== RECORDS SHOWN ==
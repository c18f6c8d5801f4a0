//! Zalo ZNS (Zalo Notification Service) provider.
//!
//! Sending through ZNS requires an approved Official Account, a registered
//! message template containing an OTP placeholder, and an access token for
//! the Zalo Open API.

use async_trait::async_trait;
use otp_gate_core::phone::mask_phone;
use otp_gate_core::record::OtpChannel;
use serde::Deserialize;
use serde_json::json;
use std::time::Duration;

use crate::provider::{DeliveryError, DeliveryMeta, DeliveryProvider, DeliveryReceipt};

/// Configuration for the Zalo ZNS provider.
///
/// Credentials may be left empty in the file and supplied through the
/// environment; an unconfigured provider reports itself unavailable.
#[derive(Debug, Clone, serde::Serialize, Deserialize)]
#[serde(default)]
pub struct ZaloConfig {
    /// ZNS API endpoint.
    pub api_endpoint: String,
    /// Access token from the Zalo Open API.
    pub access_token: String,
    /// Official Account ID.
    pub oa_id: String,
    /// Registered template ID for OTP messages.
    pub template_id: String,
    /// Application name injected into the template.
    pub app_name: String,
    /// Per-attempt request timeout in seconds.
    pub request_timeout_seconds: u64,
}

impl Default for ZaloConfig {
    fn default() -> Self {
        Self {
            api_endpoint: default_endpoint(),
            access_token: String::new(),
            oa_id: String::new(),
            template_id: String::new(),
            app_name: default_app_name(),
            request_timeout_seconds: default_timeout(),
        }
    }
}

fn default_endpoint() -> String {
    "https://business.openapi.zalo.me/message/template".to_string()
}

fn default_app_name() -> String {
    "OTP Gate".to_string()
}

fn default_timeout() -> u64 {
    5
}

#[derive(Debug, Deserialize)]
struct ZnsResponse {
    error: i64,
    #[serde(default)]
    message: String,
    #[serde(default)]
    data: Option<ZnsResponseData>,
}

#[derive(Debug, Deserialize)]
struct ZnsResponseData {
    msg_id: Option<String>,
}

/// Zalo ZNS push-message provider (primary channel).
pub struct ZaloZnsProvider {
    config: ZaloConfig,
    client: reqwest::Client,
}

impl ZaloZnsProvider {
    /// Creates a new provider with a bounded-timeout HTTP client.
    pub fn new(config: ZaloConfig) -> Result<Self, DeliveryError> {
        let client = reqwest::Client::builder()
            .timeout(Duration::from_secs(config.request_timeout_seconds))
            .build()
            .map_err(|e| DeliveryError::ClientBuild {
                channel: OtpChannel::Zalo,
                message: e.to_string(),
            })?;
        Ok(Self { config, client })
    }

    fn build_payload(&self, phone: &str, code: &str, meta: &DeliveryMeta) -> serde_json::Value {
        // ZNS expects 84xxxxxxxxx without the leading '+'.
        let zalo_phone = phone.trim_start_matches('+');

        json!({
            "phone": zalo_phone,
            "template_id": self.config.template_id,
            "template_data": {
                "otp_code": code,
                "expire_time": format!("{} phút", meta.expiry_minutes),
                "app_name": self.config.app_name,
            },
            "tracking_id": meta.request_id,
        })
    }
}

#[async_trait]
impl DeliveryProvider for ZaloZnsProvider {
    fn channel(&self) -> OtpChannel {
        OtpChannel::Zalo
    }

    fn is_available(&self) -> bool {
        !self.config.access_token.is_empty()
            && !self.config.oa_id.is_empty()
            && !self.config.template_id.is_empty()
    }

    fn name(&self) -> &'static str {
        "Zalo ZNS"
    }

    async fn send(
        &self,
        phone: &str,
        code: &str,
        meta: &DeliveryMeta,
    ) -> Result<DeliveryReceipt, DeliveryError> {
        tracing::info!(phone = %mask_phone(phone), request_id = %meta.request_id, "sending OTP via Zalo ZNS");

        let response = self
            .client
            .post(&self.config.api_endpoint)
            .header("access_token", &self.config.access_token)
            .json(&self.build_payload(phone, code, meta))
            .send()
            .await
            .map_err(|e| {
                if e.is_timeout() {
                    DeliveryError::Timeout {
                        channel: OtpChannel::Zalo,
                    }
                } else {
                    DeliveryError::Provider {
                        channel: OtpChannel::Zalo,
                        message: e.to_string(),
                    }
                }
            })?;

        let status = response.status();
        if !status.is_success() {
            let body = response.text().await.unwrap_or_default();
            return Err(DeliveryError::Provider {
                channel: OtpChannel::Zalo,
                message: format!("HTTP {status}: {body}"),
            });
        }

        let parsed: ZnsResponse = response.json().await.map_err(|e| DeliveryError::Provider {
            channel: OtpChannel::Zalo,
            message: format!("malformed response: {e}"),
        })?;

        // ZNS reports failures with HTTP 200 and a non-zero error field.
        if parsed.error != 0 {
            return Err(DeliveryError::Provider {
                channel: OtpChannel::Zalo,
                message: format!("ZNS error {}: {}", parsed.error, parsed.message),
            });
        }

        Ok(DeliveryReceipt {
            channel: OtpChannel::Zalo,
            message_id: parsed.data.and_then(|d| d.msg_id),
        })
    }
}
===
▸ TASK PROMPT
Which lines of the entries above contain the string "reqwest"? Copy each one.

▸ TASK RESPONSE
    client: reqwest::Client,
        let client = reqwest::Client::builder()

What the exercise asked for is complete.